**PROBLEM TO WORK ON**
Only a number is expected here: the count of lines in the data that contain "rehome".

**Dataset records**
-------------------------
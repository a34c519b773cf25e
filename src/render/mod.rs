//! Render pipeline.
//!
//! Builds worker requests from [`CompileOptions`], runs them through the
//! [`CompileQueue`] and rewrites the results for the real project tree.
//!
//! ```text
//! render()  ── message ──► queue ──► rewrite sources (input first)
//! preview() ── stage slot ─► queue ──► rewrite sources + errors out of the slot
//! compile() ── render() ──► mkdirp + write css/map (never on failure)
//! ```

pub mod compass;
mod paths;
mod staging;

pub use staging::{TEMP_NAMESPACE, slot_for};

use std::fs;
use std::path::{Path, PathBuf};

use anyhow::{Context, Result};
use parking_lot::{Mutex, RwLock};
use rustc_hash::{FxHashMap, FxHashSet};

use crate::compiler::{CompileQueue, RenderMessage, RenderOutput};
use crate::config::{CompileOptions, SourceMapTarget};
use crate::diagnostics::{CompileError, ErrorPos};
use crate::source::SourceFile;
use crate::store::MapJson;
use crate::utils::path::resolve_against;

use staging::{Stage, StageRequest};

/// Compiled CSS and its rewritten map, handed once to the caller.
#[derive(Debug, Clone, PartialEq)]
pub struct RenderResult {
    pub css: String,
    /// Map with `sources` relative to the folder of `css_file()`, input
    /// file first.
    pub map: MapJson,
    pub warning: Option<CompileError>,
    /// Nominal output path derived from the options.
    pub out_file: PathBuf,
    /// Where the map is persisted, when map persistence is enabled.
    pub map_file: Option<PathBuf>,
    /// Output path chosen by compass, which wins over `out_file`.
    pub compass_out_file: Option<PathBuf>,
}

impl RenderResult {
    /// The output path to use.
    pub fn css_file(&self) -> &Path {
        self.compass_out_file.as_deref().unwrap_or(&self.out_file)
    }
}

pub type RenderOutcome = Result<RenderResult, Vec<CompileError>>;

/// Per-session render front end.
pub struct RenderPipeline {
    queue: CompileQueue,
    temp_root: RwLock<PathBuf>,
    /// Slots used since the last cleanup.
    slots: Mutex<FxHashSet<PathBuf>>,
}

impl RenderPipeline {
    /// `temp_parent` defaults to the system temp folder.
    pub fn new(queue: CompileQueue, temp_parent: Option<&Path>) -> Self {
        let parent = temp_parent.map_or_else(std::env::temp_dir, Path::to_path_buf);
        Self {
            queue,
            temp_root: RwLock::new(parent.join(TEMP_NAMESPACE)),
            slots: Mutex::new(FxHashSet::default()),
        }
    }

    pub fn queue(&self) -> &CompileQueue {
        &self.queue
    }

    pub fn temp_root(&self) -> PathBuf {
        self.temp_root.read().clone()
    }

    /// Move preview slots under `dir`. Existing slots stay until
    /// [`delete_temp_files`](Self::delete_temp_files).
    pub fn set_temp_dir(&self, dir: &Path) -> Result<()> {
        let root = dir.join(TEMP_NAMESPACE);
        fs::create_dir_all(&root).with_context(|| format!("Failed to create {}", root.display()))?;
        *self.temp_root.write() = root;
        Ok(())
    }

    /// Remove every slot created since the last cleanup.
    pub fn delete_temp_files(&self) {
        let slots: Vec<PathBuf> = self.slots.lock().drain().collect();
        crate::debug!("preview"; "removing {} temp slot(s)", slots.len());
        staging::remove_slots(&slots);
    }

    /// Compile `input` in place; nothing is written by the pipeline.
    pub async fn render(&self, input: &SourceFile, options: &CompileOptions) -> RenderOutcome {
        let message = build_message(input, options);
        let out_file = options.output_file(input);
        let compass_out_file = options.compass.is_some().then(|| message.out_file.clone());
        let out_dir = parent_of(&message.out_file).to_path_buf();

        let RenderOutput { css, mut map, warning } = self.queue.submit(message).await?;
        paths::rewrite_sources(&mut map, &out_dir, input.path(), &out_dir, &|p: &Path| p.to_path_buf());

        Ok(RenderResult {
            css,
            map,
            warning,
            out_file,
            map_file: options.map_file(input),
            compass_out_file,
        })
    }

    /// Compile `input` against a staged copy where `overrides` (path →
    /// unsaved text) shadow disk content. The project is never touched.
    pub async fn preview(
        &self,
        input: &SourceFile,
        options: &CompileOptions,
        overrides: &FxHashMap<PathBuf, String>,
    ) -> RenderOutcome {
        let real = build_message(input, options);
        let temp_root = self.temp_root();

        let map_target = options.map_target(input);
        let stage = Stage::prepare(
            &temp_root,
            &StageRequest {
                input: input.path(),
                out_file: &real.out_file,
                map_file: &map_target,
                include_paths: &real.include_paths,
                image_paths: &real.image_paths,
                overrides,
            },
        )
        .map_err(|e| vec![staging_error(input.path(), &e)])?;
        self.slots.lock().insert(stage.slot.clone());

        let message = RenderMessage {
            file: stage.file.clone(),
            out_file: stage.out_file.clone(),
            include_paths: stage.include_paths.clone(),
            image_paths: stage.image_paths.clone(),
            source_map: SourceMapTarget::Path(stage.map_file.clone()),
            ..real.clone()
        };

        let slot_text = stage.slot_str();
        let rehome = |p: &Path| stage.real_path(p);
        let fix_error = |mut err: CompileError| {
            paths::rehome_error(&mut err, &stage.file, input.path(), &rehome, Some(&slot_text));
            err
        };

        let output = match self.queue.submit(message).await {
            Ok(output) => output,
            Err(errors) => return Err(errors.into_iter().map(&fix_error).collect()),
        };

        let RenderOutput { css, mut map, warning } = output;
        paths::rewrite_sources(
            &mut map,
            parent_of(&stage.out_file),
            &stage.file,
            parent_of(&real.out_file),
            &rehome,
        );
        crate::debug!("preview"; "{} ({} sources)", input.path().display(), map.sources.len());

        Ok(RenderResult {
            css,
            map,
            warning: warning.map(&fix_error),
            out_file: options.output_file(input),
            map_file: options.map_file(input),
            compass_out_file: options.compass.is_some().then(|| real.out_file.clone()),
        })
    }

    /// Render and write the CSS (and map, if persisted) to disk, creating
    /// folders as needed. A failed compile writes nothing.
    pub async fn compile(&self, input: &SourceFile, options: &CompileOptions) -> RenderOutcome {
        let result = self.render(input, options).await?;
        write_outputs(&result).map_err(|e| {
            crate::log!("error"; "{:#}", e);
            vec![CompileError::new(
                result.css_file(),
                ErrorPos::default(),
                format!("{e:#}"),
            )]
        })?;
        crate::log!("compile"; "{} -> {}", input.path().display(), result.css_file().display());
        Ok(result)
    }
}

/// Worker request for `input`, with every path made absolute.
pub fn build_message(input: &SourceFile, options: &CompileOptions) -> RenderMessage {
    let parent = input.parent();
    let absolute = |paths: &[PathBuf]| -> Vec<PathBuf> {
        paths.iter().map(|p| resolve_against(parent, p)).collect()
    };

    let out_file = match &options.compass {
        Some(compass) => compass::output_file(&compass.project_root, input),
        None => options.output_file(input),
    };

    RenderMessage {
        file: input.path().to_path_buf(),
        out_file,
        include_paths: absolute(&options.include_paths),
        image_paths: absolute(&options.image_paths),
        output_style: options.output_style.clone(),
        source_comments: options.source_comments,
        source_map: SourceMapTarget::Path(options.map_target(input)),
        compiler: options.compiler,
        compass: options.compass.clone(),
    }
}

fn parent_of(path: &Path) -> &Path {
    path.parent().unwrap_or(Path::new("/"))
}

fn staging_error(input: &Path, err: &anyhow::Error) -> CompileError {
    crate::log!("error"; "{:#}", err);
    CompileError::new(input, ErrorPos::default(), format!("Failed to stage preview: {err:#}"))
}

fn write_outputs(result: &RenderResult) -> Result<()> {
    let css_file = result.css_file().to_path_buf();
    write_file(&css_file, &result.css)?;

    if let Some(map_file) = result.map_file.clone() {
        let mut persisted = result.map.clone();
        paths::relocate_sources(&mut persisted, parent_of(&css_file), parent_of(&map_file));
        write_file(&map_file, &persisted.to_text())?;
    }
    Ok(())
}

fn write_file(path: &Path, content: &str) -> Result<()> {
    if let Some(parent) = path.parent() {
        fs::create_dir_all(parent).with_context(|| format!("Failed to create {}", parent.display()))?;
    }
    fs::write(path, content).with_context(|| format!("Failed to write {}", path.display()))
}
-------------------------
**RESPONSE AREA**
3